:: Aim of the task ::
Copy out each line of the data that contains "foundation".
===== Material to process
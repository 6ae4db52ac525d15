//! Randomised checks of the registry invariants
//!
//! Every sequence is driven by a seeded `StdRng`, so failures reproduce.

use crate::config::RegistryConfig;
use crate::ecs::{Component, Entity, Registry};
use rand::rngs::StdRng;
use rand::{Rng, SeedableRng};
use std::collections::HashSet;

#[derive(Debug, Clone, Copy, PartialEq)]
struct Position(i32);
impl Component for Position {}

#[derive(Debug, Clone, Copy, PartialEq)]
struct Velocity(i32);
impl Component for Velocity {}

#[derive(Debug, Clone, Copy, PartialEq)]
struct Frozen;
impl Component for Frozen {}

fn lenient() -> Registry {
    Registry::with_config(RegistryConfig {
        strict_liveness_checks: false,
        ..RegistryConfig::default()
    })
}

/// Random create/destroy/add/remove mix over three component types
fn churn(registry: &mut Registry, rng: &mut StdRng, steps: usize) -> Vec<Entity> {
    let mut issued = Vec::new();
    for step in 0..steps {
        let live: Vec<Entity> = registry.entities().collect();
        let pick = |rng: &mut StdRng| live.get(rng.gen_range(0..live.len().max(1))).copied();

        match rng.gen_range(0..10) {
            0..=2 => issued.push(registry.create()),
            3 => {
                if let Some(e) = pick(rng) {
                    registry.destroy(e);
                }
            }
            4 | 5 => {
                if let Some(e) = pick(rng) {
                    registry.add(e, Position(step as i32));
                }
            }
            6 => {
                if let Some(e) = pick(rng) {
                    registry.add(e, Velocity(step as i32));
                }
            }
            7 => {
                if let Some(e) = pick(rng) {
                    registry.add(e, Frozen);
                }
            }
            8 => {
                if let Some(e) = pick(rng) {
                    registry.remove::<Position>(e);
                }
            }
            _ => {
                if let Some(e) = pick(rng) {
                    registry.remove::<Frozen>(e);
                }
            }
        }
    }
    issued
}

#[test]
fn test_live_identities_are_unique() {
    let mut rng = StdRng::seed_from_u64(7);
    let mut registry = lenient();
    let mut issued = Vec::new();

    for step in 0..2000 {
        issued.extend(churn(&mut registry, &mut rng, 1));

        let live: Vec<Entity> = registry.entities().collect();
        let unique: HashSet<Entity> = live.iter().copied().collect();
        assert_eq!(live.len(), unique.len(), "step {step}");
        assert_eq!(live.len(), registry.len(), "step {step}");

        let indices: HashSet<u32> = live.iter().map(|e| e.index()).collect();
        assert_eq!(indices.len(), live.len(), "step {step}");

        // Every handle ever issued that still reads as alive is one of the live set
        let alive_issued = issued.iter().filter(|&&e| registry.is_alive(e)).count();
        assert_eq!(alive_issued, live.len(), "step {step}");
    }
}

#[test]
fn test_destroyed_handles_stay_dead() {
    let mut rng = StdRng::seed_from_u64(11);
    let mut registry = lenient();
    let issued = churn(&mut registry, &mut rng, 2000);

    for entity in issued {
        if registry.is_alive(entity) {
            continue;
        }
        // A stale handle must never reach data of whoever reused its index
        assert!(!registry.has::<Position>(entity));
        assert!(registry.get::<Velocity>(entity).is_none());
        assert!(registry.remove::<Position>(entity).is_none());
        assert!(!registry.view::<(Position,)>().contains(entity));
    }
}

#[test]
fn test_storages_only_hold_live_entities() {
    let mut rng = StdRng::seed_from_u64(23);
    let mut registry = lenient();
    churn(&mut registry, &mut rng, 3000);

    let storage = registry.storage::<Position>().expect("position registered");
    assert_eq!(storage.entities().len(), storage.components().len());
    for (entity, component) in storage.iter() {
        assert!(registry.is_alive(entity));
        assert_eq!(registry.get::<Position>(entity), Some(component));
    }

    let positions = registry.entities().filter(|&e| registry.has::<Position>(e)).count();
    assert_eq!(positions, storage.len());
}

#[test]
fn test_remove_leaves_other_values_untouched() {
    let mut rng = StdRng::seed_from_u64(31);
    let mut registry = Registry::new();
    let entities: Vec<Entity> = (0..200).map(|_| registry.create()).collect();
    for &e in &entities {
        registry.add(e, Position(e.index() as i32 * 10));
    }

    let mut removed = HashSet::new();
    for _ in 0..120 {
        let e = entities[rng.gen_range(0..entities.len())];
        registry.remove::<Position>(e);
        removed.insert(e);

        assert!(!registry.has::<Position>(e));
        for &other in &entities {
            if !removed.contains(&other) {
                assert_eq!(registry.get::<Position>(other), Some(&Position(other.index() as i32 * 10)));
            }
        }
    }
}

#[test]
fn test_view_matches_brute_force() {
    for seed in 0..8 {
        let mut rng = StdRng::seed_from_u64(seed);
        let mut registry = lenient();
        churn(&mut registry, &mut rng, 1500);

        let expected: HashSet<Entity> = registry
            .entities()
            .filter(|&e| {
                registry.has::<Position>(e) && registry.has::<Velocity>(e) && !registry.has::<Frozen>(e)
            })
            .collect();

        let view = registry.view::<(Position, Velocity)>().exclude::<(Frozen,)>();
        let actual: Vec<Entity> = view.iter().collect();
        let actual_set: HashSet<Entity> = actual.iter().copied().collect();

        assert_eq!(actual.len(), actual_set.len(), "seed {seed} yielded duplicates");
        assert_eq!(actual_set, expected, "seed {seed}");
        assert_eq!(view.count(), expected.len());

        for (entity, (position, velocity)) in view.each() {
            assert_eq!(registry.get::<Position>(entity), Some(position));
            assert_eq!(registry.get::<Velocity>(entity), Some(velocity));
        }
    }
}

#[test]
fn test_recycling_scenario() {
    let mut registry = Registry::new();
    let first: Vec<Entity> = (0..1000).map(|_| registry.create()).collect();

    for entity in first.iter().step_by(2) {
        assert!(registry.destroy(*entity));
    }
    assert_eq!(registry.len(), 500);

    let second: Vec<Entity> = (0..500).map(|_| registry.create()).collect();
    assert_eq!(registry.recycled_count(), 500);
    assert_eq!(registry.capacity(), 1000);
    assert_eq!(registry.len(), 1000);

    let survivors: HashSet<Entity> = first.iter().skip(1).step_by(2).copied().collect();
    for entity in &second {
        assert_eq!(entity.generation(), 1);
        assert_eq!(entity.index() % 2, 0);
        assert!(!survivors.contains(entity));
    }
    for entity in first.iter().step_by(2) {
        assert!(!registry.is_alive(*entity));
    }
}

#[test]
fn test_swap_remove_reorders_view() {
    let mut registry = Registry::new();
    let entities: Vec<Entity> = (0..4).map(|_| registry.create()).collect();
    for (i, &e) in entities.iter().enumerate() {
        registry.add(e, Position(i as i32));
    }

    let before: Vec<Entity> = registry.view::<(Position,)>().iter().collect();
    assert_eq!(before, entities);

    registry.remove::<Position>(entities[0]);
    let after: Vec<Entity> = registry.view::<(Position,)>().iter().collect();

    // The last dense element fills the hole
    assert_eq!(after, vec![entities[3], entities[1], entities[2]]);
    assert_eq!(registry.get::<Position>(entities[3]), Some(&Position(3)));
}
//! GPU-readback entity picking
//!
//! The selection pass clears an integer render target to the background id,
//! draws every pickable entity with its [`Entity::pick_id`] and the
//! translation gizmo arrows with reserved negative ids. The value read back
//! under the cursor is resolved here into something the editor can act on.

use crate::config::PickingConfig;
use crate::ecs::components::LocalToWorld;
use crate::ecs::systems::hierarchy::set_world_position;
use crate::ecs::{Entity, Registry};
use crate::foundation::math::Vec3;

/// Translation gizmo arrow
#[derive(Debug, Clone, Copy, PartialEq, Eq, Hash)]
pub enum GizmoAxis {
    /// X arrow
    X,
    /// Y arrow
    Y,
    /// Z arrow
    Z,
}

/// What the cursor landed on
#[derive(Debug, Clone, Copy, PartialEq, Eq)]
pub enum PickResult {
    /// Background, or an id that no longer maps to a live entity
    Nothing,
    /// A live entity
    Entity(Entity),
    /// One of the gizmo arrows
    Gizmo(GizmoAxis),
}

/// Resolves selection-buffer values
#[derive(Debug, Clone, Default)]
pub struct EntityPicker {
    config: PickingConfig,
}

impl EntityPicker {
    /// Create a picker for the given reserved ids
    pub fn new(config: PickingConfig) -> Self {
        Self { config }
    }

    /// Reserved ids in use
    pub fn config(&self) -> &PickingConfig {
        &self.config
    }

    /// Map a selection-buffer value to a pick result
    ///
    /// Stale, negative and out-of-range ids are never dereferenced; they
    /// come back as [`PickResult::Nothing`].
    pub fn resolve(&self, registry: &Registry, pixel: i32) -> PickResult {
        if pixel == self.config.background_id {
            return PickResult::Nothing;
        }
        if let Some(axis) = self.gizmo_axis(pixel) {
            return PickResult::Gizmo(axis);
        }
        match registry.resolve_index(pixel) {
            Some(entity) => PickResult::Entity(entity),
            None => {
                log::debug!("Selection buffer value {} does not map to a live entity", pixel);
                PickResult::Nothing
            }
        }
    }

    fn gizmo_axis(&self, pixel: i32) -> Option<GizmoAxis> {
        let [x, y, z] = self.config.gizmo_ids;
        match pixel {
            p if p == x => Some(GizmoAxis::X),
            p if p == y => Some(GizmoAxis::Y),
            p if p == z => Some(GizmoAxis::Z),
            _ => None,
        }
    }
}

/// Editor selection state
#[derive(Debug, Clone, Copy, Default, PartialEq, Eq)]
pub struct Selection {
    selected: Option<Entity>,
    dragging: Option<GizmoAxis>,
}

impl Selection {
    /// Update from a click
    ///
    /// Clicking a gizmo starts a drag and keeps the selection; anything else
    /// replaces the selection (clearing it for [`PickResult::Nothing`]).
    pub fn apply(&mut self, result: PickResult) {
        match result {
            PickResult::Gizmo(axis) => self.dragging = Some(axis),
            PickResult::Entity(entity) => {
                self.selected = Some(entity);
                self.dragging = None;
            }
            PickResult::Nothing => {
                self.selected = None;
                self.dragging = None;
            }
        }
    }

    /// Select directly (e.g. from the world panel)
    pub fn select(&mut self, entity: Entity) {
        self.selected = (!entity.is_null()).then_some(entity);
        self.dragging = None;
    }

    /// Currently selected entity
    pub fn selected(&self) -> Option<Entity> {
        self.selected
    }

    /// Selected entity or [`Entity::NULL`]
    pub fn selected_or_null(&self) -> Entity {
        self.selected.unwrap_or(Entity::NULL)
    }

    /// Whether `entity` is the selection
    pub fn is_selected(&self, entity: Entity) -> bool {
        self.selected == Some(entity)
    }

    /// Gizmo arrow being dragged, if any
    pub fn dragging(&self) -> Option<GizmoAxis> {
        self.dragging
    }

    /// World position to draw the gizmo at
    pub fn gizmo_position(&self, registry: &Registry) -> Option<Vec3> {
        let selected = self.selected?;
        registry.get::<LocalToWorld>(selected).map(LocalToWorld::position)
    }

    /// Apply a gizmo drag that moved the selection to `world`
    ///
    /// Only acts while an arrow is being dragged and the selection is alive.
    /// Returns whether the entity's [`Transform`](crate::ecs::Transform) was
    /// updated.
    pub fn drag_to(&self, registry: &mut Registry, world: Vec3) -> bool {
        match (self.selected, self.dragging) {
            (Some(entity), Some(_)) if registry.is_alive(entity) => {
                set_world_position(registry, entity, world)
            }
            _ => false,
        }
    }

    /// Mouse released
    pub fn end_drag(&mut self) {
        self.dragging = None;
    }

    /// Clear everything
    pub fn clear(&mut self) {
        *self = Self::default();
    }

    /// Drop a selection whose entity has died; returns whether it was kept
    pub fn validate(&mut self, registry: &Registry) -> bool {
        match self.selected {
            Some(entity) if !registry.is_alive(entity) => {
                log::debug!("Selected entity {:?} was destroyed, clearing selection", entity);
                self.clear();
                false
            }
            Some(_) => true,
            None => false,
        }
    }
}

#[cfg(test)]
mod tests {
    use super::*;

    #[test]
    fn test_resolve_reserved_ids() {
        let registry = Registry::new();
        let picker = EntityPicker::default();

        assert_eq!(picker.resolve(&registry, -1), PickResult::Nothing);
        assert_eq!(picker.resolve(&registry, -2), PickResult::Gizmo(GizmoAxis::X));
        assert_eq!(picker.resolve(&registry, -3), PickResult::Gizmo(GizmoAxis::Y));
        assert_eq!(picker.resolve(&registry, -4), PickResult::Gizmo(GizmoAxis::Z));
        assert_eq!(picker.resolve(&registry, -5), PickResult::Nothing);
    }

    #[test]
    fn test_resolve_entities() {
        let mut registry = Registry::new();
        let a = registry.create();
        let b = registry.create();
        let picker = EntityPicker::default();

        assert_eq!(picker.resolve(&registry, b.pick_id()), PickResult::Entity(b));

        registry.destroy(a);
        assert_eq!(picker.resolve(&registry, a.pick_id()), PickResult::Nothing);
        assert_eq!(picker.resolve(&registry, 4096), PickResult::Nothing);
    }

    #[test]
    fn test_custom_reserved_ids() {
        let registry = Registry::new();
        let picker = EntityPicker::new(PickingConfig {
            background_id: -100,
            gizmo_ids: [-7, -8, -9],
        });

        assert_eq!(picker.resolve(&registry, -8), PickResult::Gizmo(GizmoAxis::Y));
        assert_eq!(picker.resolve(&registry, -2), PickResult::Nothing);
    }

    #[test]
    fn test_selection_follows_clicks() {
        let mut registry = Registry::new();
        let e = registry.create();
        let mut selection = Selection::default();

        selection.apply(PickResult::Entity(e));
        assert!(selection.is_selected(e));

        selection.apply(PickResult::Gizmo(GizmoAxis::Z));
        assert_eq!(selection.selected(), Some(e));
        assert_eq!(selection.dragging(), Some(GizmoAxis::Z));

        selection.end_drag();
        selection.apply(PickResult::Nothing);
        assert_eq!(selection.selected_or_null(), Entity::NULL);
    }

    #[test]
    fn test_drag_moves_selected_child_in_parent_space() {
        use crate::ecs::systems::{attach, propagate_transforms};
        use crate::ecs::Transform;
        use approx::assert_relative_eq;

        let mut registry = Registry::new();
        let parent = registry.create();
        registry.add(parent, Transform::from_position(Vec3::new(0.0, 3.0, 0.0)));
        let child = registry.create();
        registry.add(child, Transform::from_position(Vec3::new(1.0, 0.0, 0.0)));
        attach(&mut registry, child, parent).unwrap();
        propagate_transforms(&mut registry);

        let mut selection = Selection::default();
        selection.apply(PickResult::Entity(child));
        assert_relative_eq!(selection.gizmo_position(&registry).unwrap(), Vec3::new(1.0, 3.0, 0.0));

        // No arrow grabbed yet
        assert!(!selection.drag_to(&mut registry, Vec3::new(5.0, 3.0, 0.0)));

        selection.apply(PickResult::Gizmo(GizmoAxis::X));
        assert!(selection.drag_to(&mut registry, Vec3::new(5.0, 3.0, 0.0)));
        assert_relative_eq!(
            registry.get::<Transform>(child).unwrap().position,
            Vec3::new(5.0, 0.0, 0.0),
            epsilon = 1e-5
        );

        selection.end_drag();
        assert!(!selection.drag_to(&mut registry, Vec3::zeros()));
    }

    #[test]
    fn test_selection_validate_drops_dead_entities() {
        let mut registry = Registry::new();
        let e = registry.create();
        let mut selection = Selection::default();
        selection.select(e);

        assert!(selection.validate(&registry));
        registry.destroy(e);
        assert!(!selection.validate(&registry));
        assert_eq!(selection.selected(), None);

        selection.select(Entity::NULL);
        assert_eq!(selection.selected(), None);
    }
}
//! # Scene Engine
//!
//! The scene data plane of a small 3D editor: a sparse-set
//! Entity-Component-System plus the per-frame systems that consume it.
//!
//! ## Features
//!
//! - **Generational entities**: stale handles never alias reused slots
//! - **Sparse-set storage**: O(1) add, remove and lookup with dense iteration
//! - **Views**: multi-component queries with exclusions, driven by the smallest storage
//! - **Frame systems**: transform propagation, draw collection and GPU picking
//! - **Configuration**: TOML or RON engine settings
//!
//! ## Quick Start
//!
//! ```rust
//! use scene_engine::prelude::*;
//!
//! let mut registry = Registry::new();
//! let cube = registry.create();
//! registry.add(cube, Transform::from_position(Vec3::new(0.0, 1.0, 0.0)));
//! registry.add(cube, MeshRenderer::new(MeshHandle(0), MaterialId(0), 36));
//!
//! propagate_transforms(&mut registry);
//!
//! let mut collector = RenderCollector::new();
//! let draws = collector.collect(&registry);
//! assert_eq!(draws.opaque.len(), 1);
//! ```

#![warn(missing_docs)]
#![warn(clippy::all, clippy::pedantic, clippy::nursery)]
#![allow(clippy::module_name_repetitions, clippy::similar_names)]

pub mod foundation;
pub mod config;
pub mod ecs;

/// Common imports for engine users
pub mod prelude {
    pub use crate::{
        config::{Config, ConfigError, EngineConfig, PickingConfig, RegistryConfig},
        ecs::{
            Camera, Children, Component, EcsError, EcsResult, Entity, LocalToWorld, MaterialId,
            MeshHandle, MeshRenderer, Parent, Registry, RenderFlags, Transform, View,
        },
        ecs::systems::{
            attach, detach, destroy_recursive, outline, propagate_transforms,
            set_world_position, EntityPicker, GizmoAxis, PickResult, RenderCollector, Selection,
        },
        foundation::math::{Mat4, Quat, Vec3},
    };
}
==========
===== Material to process
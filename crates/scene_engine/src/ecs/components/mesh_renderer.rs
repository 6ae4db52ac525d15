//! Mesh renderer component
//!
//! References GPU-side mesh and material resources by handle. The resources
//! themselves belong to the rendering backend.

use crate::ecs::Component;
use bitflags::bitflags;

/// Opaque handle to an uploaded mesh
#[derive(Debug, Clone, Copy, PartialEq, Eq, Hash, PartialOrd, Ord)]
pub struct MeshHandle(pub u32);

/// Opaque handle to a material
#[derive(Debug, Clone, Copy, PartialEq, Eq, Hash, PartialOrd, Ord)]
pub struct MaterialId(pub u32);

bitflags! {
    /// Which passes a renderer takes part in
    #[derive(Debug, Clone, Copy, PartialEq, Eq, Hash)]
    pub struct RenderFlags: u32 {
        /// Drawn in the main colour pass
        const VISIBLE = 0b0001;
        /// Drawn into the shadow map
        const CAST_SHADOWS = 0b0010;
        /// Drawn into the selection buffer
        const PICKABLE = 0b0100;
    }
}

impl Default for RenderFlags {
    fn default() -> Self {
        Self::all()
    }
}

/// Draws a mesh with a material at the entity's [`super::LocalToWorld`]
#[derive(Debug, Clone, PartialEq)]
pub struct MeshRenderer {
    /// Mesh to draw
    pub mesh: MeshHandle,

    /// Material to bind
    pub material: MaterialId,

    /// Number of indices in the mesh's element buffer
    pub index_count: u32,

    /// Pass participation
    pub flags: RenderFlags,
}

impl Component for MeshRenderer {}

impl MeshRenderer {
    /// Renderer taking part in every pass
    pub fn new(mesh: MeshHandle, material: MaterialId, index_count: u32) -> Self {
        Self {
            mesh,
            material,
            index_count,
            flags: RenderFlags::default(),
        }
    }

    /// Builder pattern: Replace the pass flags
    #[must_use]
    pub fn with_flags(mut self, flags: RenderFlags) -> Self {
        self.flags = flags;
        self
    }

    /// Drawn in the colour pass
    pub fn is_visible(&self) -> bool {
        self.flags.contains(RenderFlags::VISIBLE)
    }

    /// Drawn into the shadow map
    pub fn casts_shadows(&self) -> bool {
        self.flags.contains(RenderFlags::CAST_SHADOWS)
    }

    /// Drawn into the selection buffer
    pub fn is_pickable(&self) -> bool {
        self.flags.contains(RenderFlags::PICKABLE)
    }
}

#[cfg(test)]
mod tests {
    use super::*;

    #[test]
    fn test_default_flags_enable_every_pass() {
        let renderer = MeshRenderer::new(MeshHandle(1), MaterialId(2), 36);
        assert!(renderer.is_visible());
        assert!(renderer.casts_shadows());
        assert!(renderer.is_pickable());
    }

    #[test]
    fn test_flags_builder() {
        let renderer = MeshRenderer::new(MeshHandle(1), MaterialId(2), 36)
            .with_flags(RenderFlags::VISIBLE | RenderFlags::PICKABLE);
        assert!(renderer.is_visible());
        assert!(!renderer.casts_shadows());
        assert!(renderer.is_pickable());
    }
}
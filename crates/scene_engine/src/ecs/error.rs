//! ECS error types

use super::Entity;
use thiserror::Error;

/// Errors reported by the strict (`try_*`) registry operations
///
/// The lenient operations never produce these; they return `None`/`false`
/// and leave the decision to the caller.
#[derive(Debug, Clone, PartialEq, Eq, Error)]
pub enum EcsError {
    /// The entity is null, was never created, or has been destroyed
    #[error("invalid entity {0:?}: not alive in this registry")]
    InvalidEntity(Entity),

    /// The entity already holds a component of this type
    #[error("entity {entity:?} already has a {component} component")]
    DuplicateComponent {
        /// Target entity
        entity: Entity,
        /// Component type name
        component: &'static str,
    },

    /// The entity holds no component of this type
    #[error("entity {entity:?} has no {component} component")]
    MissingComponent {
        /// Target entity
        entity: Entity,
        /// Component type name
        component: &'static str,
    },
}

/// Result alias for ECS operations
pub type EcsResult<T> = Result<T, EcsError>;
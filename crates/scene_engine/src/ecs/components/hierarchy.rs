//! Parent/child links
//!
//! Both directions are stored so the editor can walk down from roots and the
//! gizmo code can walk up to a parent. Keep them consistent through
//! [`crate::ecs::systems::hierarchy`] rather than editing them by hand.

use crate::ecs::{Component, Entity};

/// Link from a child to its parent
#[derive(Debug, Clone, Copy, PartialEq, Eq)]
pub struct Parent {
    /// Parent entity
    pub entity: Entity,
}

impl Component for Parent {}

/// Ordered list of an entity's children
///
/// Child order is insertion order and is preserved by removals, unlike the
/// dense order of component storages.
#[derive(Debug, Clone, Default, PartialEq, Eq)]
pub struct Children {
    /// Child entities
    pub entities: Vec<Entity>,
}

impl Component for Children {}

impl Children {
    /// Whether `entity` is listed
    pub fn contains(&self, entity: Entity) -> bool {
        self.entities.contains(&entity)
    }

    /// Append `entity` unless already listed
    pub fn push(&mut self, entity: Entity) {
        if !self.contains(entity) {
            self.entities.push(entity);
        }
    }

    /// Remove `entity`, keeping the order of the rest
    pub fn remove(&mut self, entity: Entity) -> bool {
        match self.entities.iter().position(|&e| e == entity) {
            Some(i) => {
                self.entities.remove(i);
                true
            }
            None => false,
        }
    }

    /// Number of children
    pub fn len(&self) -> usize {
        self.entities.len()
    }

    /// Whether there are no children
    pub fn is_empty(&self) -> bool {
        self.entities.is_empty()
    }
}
==========
===== Material to process
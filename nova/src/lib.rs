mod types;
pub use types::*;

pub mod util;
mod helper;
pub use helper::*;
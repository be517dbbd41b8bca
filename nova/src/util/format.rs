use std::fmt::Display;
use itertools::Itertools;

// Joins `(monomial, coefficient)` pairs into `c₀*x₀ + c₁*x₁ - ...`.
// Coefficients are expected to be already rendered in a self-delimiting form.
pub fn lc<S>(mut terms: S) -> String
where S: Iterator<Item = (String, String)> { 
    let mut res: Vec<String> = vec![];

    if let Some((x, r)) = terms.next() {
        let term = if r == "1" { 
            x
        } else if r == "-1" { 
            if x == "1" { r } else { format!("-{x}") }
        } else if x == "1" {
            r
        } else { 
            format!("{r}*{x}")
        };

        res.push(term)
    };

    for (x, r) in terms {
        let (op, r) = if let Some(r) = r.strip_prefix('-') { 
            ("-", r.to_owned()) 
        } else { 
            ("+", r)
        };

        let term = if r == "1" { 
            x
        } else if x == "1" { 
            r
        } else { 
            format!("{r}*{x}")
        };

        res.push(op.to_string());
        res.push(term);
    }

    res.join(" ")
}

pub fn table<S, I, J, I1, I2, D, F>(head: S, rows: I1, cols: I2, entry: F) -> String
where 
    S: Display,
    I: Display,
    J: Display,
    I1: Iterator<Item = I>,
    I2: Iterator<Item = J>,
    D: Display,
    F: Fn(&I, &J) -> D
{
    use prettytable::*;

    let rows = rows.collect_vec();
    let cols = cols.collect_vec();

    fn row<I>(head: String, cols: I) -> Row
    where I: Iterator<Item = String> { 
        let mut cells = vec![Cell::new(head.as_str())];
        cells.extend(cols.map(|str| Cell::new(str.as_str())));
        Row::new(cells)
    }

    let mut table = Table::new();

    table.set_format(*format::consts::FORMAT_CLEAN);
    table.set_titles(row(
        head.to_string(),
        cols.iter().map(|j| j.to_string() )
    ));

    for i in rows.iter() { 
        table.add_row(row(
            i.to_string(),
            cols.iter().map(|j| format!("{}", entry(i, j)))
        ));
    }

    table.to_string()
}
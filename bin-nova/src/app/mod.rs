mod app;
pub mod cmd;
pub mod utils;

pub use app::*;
==========
:: Exercise answer ::
use crate::foundation::math::Vec3;
pub mod foundation;
        foundation::math::{Mat4, Quat, Vec3},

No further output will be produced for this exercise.